Top of The data

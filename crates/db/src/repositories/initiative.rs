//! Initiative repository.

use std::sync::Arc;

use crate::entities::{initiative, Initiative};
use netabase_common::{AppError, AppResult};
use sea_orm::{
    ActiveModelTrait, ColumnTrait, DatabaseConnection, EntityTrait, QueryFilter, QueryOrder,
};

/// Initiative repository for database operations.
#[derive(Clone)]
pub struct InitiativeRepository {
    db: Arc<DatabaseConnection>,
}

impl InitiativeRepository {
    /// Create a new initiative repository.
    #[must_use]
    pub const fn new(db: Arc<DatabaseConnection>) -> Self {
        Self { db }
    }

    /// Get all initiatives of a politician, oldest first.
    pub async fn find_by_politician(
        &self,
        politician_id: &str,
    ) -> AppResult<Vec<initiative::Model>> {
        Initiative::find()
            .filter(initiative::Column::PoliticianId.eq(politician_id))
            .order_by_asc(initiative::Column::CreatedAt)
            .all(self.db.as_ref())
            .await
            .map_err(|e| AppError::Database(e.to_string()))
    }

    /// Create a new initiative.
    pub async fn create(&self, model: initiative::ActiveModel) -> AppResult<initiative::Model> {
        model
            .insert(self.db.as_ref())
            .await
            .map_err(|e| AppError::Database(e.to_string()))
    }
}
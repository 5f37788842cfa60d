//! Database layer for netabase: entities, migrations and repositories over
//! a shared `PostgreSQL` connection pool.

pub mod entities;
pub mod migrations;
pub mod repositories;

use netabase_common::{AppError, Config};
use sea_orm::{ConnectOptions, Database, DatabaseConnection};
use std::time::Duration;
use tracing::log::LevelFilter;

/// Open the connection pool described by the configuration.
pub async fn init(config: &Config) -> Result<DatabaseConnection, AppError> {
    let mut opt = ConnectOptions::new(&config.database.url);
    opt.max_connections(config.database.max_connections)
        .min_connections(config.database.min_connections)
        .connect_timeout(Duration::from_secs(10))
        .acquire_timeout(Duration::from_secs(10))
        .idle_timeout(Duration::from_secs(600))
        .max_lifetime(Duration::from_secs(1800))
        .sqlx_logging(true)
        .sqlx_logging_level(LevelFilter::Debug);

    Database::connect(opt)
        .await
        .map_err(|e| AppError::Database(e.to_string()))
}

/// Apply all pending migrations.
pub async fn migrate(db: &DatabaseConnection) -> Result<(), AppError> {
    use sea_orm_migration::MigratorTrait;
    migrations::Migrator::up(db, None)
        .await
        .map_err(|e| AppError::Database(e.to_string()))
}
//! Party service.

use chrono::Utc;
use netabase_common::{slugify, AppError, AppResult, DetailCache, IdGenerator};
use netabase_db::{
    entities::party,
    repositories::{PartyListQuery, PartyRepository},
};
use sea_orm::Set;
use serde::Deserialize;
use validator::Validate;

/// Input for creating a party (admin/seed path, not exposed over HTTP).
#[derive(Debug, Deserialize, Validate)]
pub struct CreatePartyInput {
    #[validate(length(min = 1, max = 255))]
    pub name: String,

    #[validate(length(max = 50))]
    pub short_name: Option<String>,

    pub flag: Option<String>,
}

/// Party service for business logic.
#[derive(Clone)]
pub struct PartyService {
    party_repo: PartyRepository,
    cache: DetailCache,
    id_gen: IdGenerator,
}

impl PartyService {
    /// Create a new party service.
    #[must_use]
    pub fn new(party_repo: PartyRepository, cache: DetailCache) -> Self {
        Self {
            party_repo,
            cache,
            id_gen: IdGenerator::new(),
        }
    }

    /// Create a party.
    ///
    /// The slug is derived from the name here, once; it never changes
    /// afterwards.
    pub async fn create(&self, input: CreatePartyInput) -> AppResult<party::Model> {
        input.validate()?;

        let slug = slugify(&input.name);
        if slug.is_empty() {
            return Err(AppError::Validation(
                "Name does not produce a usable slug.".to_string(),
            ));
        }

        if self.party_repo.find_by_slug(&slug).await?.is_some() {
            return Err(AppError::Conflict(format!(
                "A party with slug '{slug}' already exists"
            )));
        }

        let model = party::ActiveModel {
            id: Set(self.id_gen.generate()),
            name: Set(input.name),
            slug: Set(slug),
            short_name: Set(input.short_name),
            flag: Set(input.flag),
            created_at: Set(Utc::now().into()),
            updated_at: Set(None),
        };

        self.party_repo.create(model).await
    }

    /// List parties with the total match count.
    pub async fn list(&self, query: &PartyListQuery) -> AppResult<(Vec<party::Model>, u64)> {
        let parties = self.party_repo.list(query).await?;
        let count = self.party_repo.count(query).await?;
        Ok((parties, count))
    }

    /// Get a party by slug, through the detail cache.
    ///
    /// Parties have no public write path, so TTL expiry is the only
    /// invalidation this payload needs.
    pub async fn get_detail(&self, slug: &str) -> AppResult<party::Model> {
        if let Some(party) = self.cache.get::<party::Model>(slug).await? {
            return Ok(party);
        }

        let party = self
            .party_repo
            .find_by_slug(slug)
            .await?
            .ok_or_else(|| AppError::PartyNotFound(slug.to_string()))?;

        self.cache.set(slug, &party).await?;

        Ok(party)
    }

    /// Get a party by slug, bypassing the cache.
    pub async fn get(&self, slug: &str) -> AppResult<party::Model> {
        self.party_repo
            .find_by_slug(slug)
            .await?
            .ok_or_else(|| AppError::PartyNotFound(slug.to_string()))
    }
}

Bottom of The data

Copy each line of the records above that carries the word "return".

▸ **Answer**:
            return Err(AppError::Validation(
            return Err(AppError::Conflict(format!(
            return Ok(party);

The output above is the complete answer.